Guojin Securities: Insurance equity allocation ratio loosened and the equity allocation limit is expected to increase by more than 600 billion dollars

Zhitongcaijing · 04/09 09:09

The Zhitong Finance App learned that Guojin Securities released a research report saying that the capital market has been improving for a long time, and the risk of interest spreads and losses is expected to be greatly mitigated after the entry of insurance funds into the market increases. Central Huijin continues to increase its holdings in transactional open index funds, and the General Administration of Financial Supervision raised the upper limit of insurance companies' equity allocation ratios in due course, and actively promoted the entry of medium- to long-term capital into the market, all fully demonstrating the determination of the supervisory authorities to stabilize the market and strengthen confidence. Currently, China's economy is stabilizing and improving, and expectations for the long-term healthy development of the capital market remain unchanged. Active entry of insurance funds into the market is expected to mitigate the risk of interest spreads and losses and drive upward valuation recovery.

Guojin Securities's main views are as follows:

On April 8, the State Administration of Financial Supervision and Administration issued the “Notice on Matters Relating to Adjusting the Supervision Ratio of Insurance Funds and Equity Assets”

The first is to raise the upper limit of equity asset allocation. Simplify the tier standards and raise the upper limit of equity investment ratio for insurers with comprehensive solvency at [150%, 200%), [250%, 300%) and above 350%, by 5%, further broadening the equity investment space.

The second is to increase the concentration ratio of investment in venture capital funds. The book balance of insurance companies investing in a single venture capital fund must not account for more than 30% of the fund's actual payment scale (previously 20%), to guide insurance funds to increase equity investment in the country's strategic emerging industries and serve new quality productivity accurately and efficiently.

The third is to relax the regulatory requirements for tax-deferred pension ratios.
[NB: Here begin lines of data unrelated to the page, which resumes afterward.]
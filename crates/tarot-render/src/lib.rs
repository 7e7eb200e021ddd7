//! Rendering for tarot readings.
//!
//! Text rendering is deterministic and transport-agnostic: it never
//! truncates. Image rendering composes one fixed-size PNG per drawn card,
//! falling back to a drawn placeholder whenever the card art is missing or
//! unreadable.

pub mod card_image;
pub mod config;
pub mod error;
pub mod glyph;
pub mod text;

pub use card_image::CardImageRenderer;
pub use config::RenderConfig;
pub use error::{RenderError, RenderResult};
pub use text::{Section, render_reading};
Make it clear that ordinary tax-deferred pension insurance accounts will no longer calculate the investment ratio separately, helping the high-quality development of third-pillar pension insurance.
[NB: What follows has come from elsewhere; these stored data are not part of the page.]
//! Drawing readings.
//!
//! Card selection and orientation are two independent random decisions fed
//! by two separate RNG streams: cards are sampled uniformly without
//! replacement, then each drawn card gets its own fair coin flip.

use rand::rngs::StdRng;
use rand::{Rng, SeedableRng};
use serde::{Deserialize, Serialize};

use crate::card::Card;
use crate::deck::Deck;
use crate::error::{ReadingError, ReadingResult};
use crate::spread::{Spread, SpreadCatalog};

/// Offset between the card stream seed and the orientation stream seed.
const ORIENTATION_STREAM: u64 = 0x9E37_79B9_7F4A_7C15;

/// Whether a drawn card is read upright or reversed.
#[derive(Debug, Clone, Copy, PartialEq, Eq, Hash, Serialize, Deserialize)]
pub enum Orientation {
    /// Read as printed.
    Upright,
    /// Rotated; read with the reversed meaning.
    Reversed,
}

impl Orientation {
    /// Whether this is [`Orientation::Reversed`].
    pub fn is_reversed(self) -> bool {
        self == Self::Reversed
    }
}

impl std::fmt::Display for Orientation {
    fn fmt(&self, f: &mut std::fmt::Formatter<'_>) -> std::fmt::Result {
        match self {
            Self::Upright => write!(f, "Upright"),
            Self::Reversed => write!(f, "Reversed"),
        }
    }
}

/// A card placed at a spread position with an orientation.
#[derive(Debug, Clone, PartialEq, Eq, Serialize, Deserialize)]
pub struct DrawnCard {
    /// The card drawn.
    pub card: Card,
    /// Position label from the spread.
    pub position: String,
    /// Upright or reversed.
    pub orientation: Orientation,
}

impl DrawnCard {
    /// The meaning that applies to this orientation.
    pub fn meaning(&self) -> &str {
        self.card.meaning(self.orientation.is_reversed())
    }
}

/// The result of one draw request.
#[derive(Debug, Clone, PartialEq, Eq, Serialize, Deserialize)]
pub struct Reading {
    /// Spread identifier the reading was drawn for.
    pub spread_id: String,
    /// The question asked, if any.
    pub question: Option<String>,
    /// Drawn cards in position order.
    pub cards: Vec<DrawnCard>,
}

impl Reading {
    /// Human-cased spread name.
    pub fn spread_name(&self) -> String {
        crate::spread::title_case(&self.spread_id.replace('_', " "))
    }
}

/// Pick `count` distinct cards uniformly at random, or `None` when the deck
/// holds fewer than `count` cards. Nothing is drawn from `rng` in that case.
fn sample_cards<'a, R: Rng + ?Sized>(
    deck: &'a Deck,
    count: usize,
    rng: &mut R,
) -> Option<Vec<&'a Card>> {
    if count > deck.size() {
        return None;
    }
    let picked = rand::seq::index::sample(rng, deck.size(), count)
        .into_iter()
        .map(|i| &deck.cards()[i])
        .collect();
    Some(picked)
}

/// A fair coin flip for orientation.
pub fn flip_orientation<R: Rng + ?Sized>(rng: &mut R) -> Orientation {
    if rng.random_bool(0.5) {
        Orientation::Reversed
    } else {
        Orientation::Upright
    }
}

/// Draws readings and single cards.
///
/// Holds the only mutable state of the engine: the card stream and the
/// orientation stream. Deck and catalog are borrowed per call.
#[derive(Debug, Clone)]
pub struct Drawer {
    cards: StdRng,
    orientations: StdRng,
}

impl Drawer {
    /// Reproducible drawer; both streams derive from `seed`.
    pub fn seeded(seed: u64) -> Self {
        Self::from_rngs(
            StdRng::seed_from_u64(seed),
            StdRng::seed_from_u64(seed.wrapping_add(ORIENTATION_STREAM)),
        )
    }

    /// Drawer seeded from the operating system.
    pub fn from_os_rng() -> Self {
        Self::from_rngs(StdRng::from_os_rng(), StdRng::from_os_rng())
    }

    /// Drawer from explicit card and orientation streams.
    pub fn from_rngs(cards: StdRng, orientations: StdRng) -> Self {
        Self {
            cards,
            orientations,
        }
    }

    /// Draw a reading for a catalog spread.
    ///
    /// Fails with [`ReadingError::UnknownSpread`] before touching the deck,
    /// and with [`ReadingError::InsufficientCards`] before sampling anything.
    pub fn draw(
        &mut self,
        deck: &Deck,
        catalog: &SpreadCatalog,
        spread_id: &str,
        question: Option<&str>,
    ) -> ReadingResult<Reading> {
        let spread = catalog
            .resolve(spread_id)
            .ok_or_else(|| ReadingError::UnknownSpread {
                id: spread_id.to_string(),
            })?;
        self.draw_spread(deck, spread, question)
    }

    /// Draw a reading for an already resolved spread.
    pub fn draw_spread(
        &mut self,
        deck: &Deck,
        spread: &Spread,
        question: Option<&str>,
    ) -> ReadingResult<Reading> {
        let needed = spread.card_count();
        let picked = sample_cards(deck, needed, &mut self.cards).ok_or_else(|| {
            ReadingError::InsufficientCards {
                spread: spread.id.clone(),
                needed,
                available: deck.size(),
            }
        })?;
        let cards: Vec<DrawnCard> = picked
            .into_iter()
            .zip(&spread.positions)
            .map(|(card, position)| DrawnCard {
                card: card.clone(),
                position: position.clone(),
                orientation: flip_orientation(&mut self.orientations),
            })
            .collect();
        debug_assert_eq!(cards.len(), spread.positions.len());

        tracing::debug!(spread = %spread.id, cards = cards.len(), "drew reading");
        Ok(Reading {
            spread_id: spread.id.clone(),
            question: question
                .map(str::trim)
                .filter(|q| !q.is_empty())
                .map(str::to_string),
            cards,
        })
    }

    /// One random card with its own coin flip, outside any spread.
    pub fn draw_one(&mut self, deck: &Deck, position: &str) -> DrawnCard {
        let card = self.random_card(deck).clone();
        DrawnCard {
            card,
            position: position.to_string(),
            orientation: self.flip(),
        }
    }

    /// A uniformly random card from the card stream.
    pub fn random_card<'a>(&mut self, deck: &'a Deck) -> &'a Card {
        deck.random_card(&mut self.cards)
    }

    /// A coin flip from the orientation stream.
    pub fn flip(&mut self) -> Orientation {
        flip_orientation(&mut self.orientations)
    }
}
Analysis and interpretation

As of 2024Q4, the comprehensive solvency of property insurance and personal insurance was 238.5% and 190.5% respectively, and the corresponding equity investment limits could be increased by 0% and 5% respectively. Therefore, the incremental funding for this round of policies is expected to mainly come from the personal insurance industry.

1) According to simple estimates, it is estimated that the maximum equity allocation increase in the personal insurance industry will be 646.1 billion yuan: ① By the end of 2024, the comprehensive solvency adequacy ratios of Ping An, Taiping, and People's Insurance Life Insurance were 189%, 298%, and 275% respectively, and the corresponding upper limit increase was 2,827, 691,37 billion yuan; ② According to incomplete statistics, as of 2024, out of 74 personal insurance companies, the maximum equity allocation ratio increase was 41.8%. Using this, it is estimated that the maximum equity allocation increase for the remaining personal insurance companies is 257.2 billion yuan.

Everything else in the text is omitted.